Meskipun aku dan Ayana tidak menatap langsung ke arah ibuku, aku merasakan sensasi ketakutan yang aneh, seperti rasa merinding di punggungku... Mungkin Ayana bisa merasakannya lebih intens daripada aku.

Dengan lembut aku bangkit dan mendekati Ayana.

“Ayana.”

“Towa-kun…”

Selagi aku membelai kepalanya untuk menenangkannya, aku memeluk bahunya.

Ibuku dan Seina-san begitu tenggelam dalam percakapan mereka sehingga mereka sepertinya tidak menyadari kehadiran kami.

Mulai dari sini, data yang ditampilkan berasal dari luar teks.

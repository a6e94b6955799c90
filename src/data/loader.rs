//! Загрузка CSV датасетов с проверкой схемы

use std::io;
use std::path::Path;

use csv::StringRecord;
use ndarray::Array1;

use crate::error::TransformError;
use crate::types::{Dataset, FeatureFrame, CATEGORICAL_COLUMNS, NUMERIC_COLUMNS, TARGET_COLUMN};

/// Читает CSV файл в колоночное представление и отделяет целевую колонку.
///
/// Порядок колонок в файле не важен, важно наличие всех восьми.
/// Пустое поле считается пропущенным значением; пропуск в целевой
/// колонке - ошибка данных.
pub fn load_dataset(path: &Path) -> Result<Dataset, TransformError> {
    let mut reader =
        csv::Reader::from_path(path).map_err(|e| TransformError::data_load(path, e))?;

    let headers = reader
        .headers()
        .map_err(|e| TransformError::data_load(path, e))?
        .clone();

    let find = |name: &str| -> Result<usize, TransformError> {
        headers
            .iter()
            .position(|h| h.trim() == name)
            .ok_or_else(|| TransformError::Schema {
                path: path.to_path_buf(),
                column: name.to_string(),
            })
    };

    let numeric_idx: Vec<usize> = NUMERIC_COLUMNS
        .iter()
        .map(|c| find(c))
        .collect::<Result<_, _>>()?;
    let categorical_idx: Vec<usize> = CATEGORICAL_COLUMNS
        .iter()
        .map(|c| find(c))
        .collect::<Result<_, _>>()?;
    let target_idx = find(TARGET_COLUMN)?;

    let mut features = FeatureFrame::new();
    let mut target = Vec::new();

    for (row, record) in reader.records().enumerate() {
        let record = record.map_err(|e| TransformError::data_load(path, e))?;

        for (slot, &idx) in numeric_idx.iter().enumerate() {
            let value = parse_numeric(&record, idx, NUMERIC_COLUMNS[slot], row)
                .map_err(|e| TransformError::data_load(path, e))?;
            features.numeric[slot].push(value);
        }

        for (slot, &idx) in categorical_idx.iter().enumerate() {
            let raw = record.get(idx).unwrap_or("").trim();
            let value = if raw.is_empty() {
                None
            } else {
                Some(raw.to_string())
            };
            features.categorical[slot].push(value);
        }

        let y = parse_numeric(&record, target_idx, TARGET_COLUMN, row)
            .map_err(|e| TransformError::data_load(path, e))?
            .ok_or_else(|| {
                TransformError::data_load(path, row_error(row, TARGET_COLUMN, "<empty>"))
            })?;
        target.push(y);
    }

    tracing::info!(
        "Read {} rows from {:?} ({} numeric, {} categorical columns)",
        target.len(),
        path,
        NUMERIC_COLUMNS.len(),
        CATEGORICAL_COLUMNS.len()
    );

    Ok(Dataset {
        features,
        target: Array1::from(target),
    })
}

fn parse_numeric(
    record: &StringRecord,
    idx: usize,
    column: &str,
    row: usize,
) -> Result<Option<f64>, io::Error> {
    let raw = record.get(idx).unwrap_or("").trim();
    if raw.is_empty() {
        return Ok(None);
    }
    raw.parse::<f64>()
        .map(Some)
        .map_err(|_| row_error(row, column, raw))
}

fn row_error(row: usize, column: &str, value: &str) -> io::Error {
    // +2: строка заголовка плюс нумерация с единицы
    io::Error::new(
        io::ErrorKind::InvalidData,
        format!("row {}: invalid value `{value}` in column `{column}`", row + 2),
    )
}

#[cfg(test)]
mod tests {
    use super::*;
    use std::io::Write;
    use tempfile::tempdir;

    const HEADER: &str = "gender,race_ethnicity,parental_level_of_education,lunch,test_preparation_course,reading_score,writing_score,math_score";

    fn write_csv(dir: &tempfile::TempDir, name: &str, body: &str) -> std::path::PathBuf {
        let path = dir.path().join(name);
        let mut file = std::fs::File::create(&path).unwrap();
        writeln!(file, "{HEADER}").unwrap();
        write!(file, "{body}").unwrap();
        path
    }

    #[test]
    fn test_load_separates_target() {
        let dir = tempdir().unwrap();
        let path = write_csv(
            &dir,
            "train.csv",
            "female,group B,bachelor's degree,standard,none,72,74,70\n\
             male,group A,some college,free/reduced,completed,60,58,65\n",
        );

        let dataset = load_dataset(&path).unwrap();
        assert_eq!(dataset.n_rows(), 2);
        assert_eq!(dataset.features.numeric[0], vec![Some(72.0), Some(60.0)]);
        assert_eq!(dataset.target[0], 70.0);
        assert_eq!(
            dataset.features.categorical[1],
            vec![Some("group B".to_string()), Some("group A".to_string())]
        );
    }

    #[test]
    fn test_empty_fields_become_missing() {
        let dir = tempdir().unwrap();
        let path = write_csv(
            &dir,
            "train.csv",
            "female,group B,bachelor's degree,standard,none,,74,70\n\
             ,group A,some college,free/reduced,completed,60,58,65\n",
        );

        let dataset = load_dataset(&path).unwrap();
        assert_eq!(dataset.features.numeric[0][0], None);
        assert_eq!(dataset.features.categorical[0][1], None);
    }

    #[test]
    fn test_missing_column_is_schema_error() {
        let dir = tempdir().unwrap();
        let path = dir.path().join("bad.csv");
        std::fs::write(&path, "gender,lunch,math_score\nfemale,standard,70\n").unwrap();

        let err = load_dataset(&path).unwrap_err();
        match err {
            TransformError::Schema { column, .. } => {
                assert_eq!(column, "reading_score");
            }
            other => panic!("expected Schema error, got {other:?}"),
        }
    }

    #[test]
    fn test_missing_file_is_data_load_error() {
        let err = load_dataset(Path::new("no/such/file.csv")).unwrap_err();
        assert!(matches!(err, TransformError::DataLoad { .. }));
    }

    #[test]
    fn test_unparsable_numeric_is_data_load_error() {
        let dir = tempdir().unwrap();
        let path = write_csv(
            &dir,
            "train.csv",
            "female,group B,bachelor's degree,standard,none,abc,74,70\n",
        );

        let err = load_dataset(&path).unwrap_err();
        assert!(matches!(err, TransformError::DataLoad { .. }));
    }
}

“Tidak apa-apa, Ibu tidak benar-benar marah.”

"Huh?"

Ya, kata-kata ibuku kuat dan suasananya mengintimidasi... tapi dia tidak marah.

Entah kenapa, tapi aku punya intuisi seperti itu... Mungkin, karena aku putranya, aku bisa memahaminya.

“Aku sudah bilang pada Towa sebelumnya kalau aku tak peduli lagi. Tapi, saat aku mengingatnya, itu tidaklah mudah … itu benar-benar merepotkan.”

“..............”

“Tapi ya… itu benar. Seperti yang kamu katakan, Towa melangkah maju, mencintai putrimu. Jadi, aku juga harus melangkah maju, sama seperti Towa… Itu jauh lebih baik daripada menyeret diriku ke masa lalu selamanya, bukan?”

Mengatakan itu, ibu tersenyum tipis.

Suasana yang mengancam dan kata-kata berbahaya dari sebelumnya tiba-tiba menghilang, seolah-olah belum pernah ada sebelumnya, dan dia mendapatkan kembali ketenangannya.

Seina-san tersadar oleh kata-kata ibuku, wajahnya menjadi rileks, tapi tak lama kemudian dia menjadi kaku lagi.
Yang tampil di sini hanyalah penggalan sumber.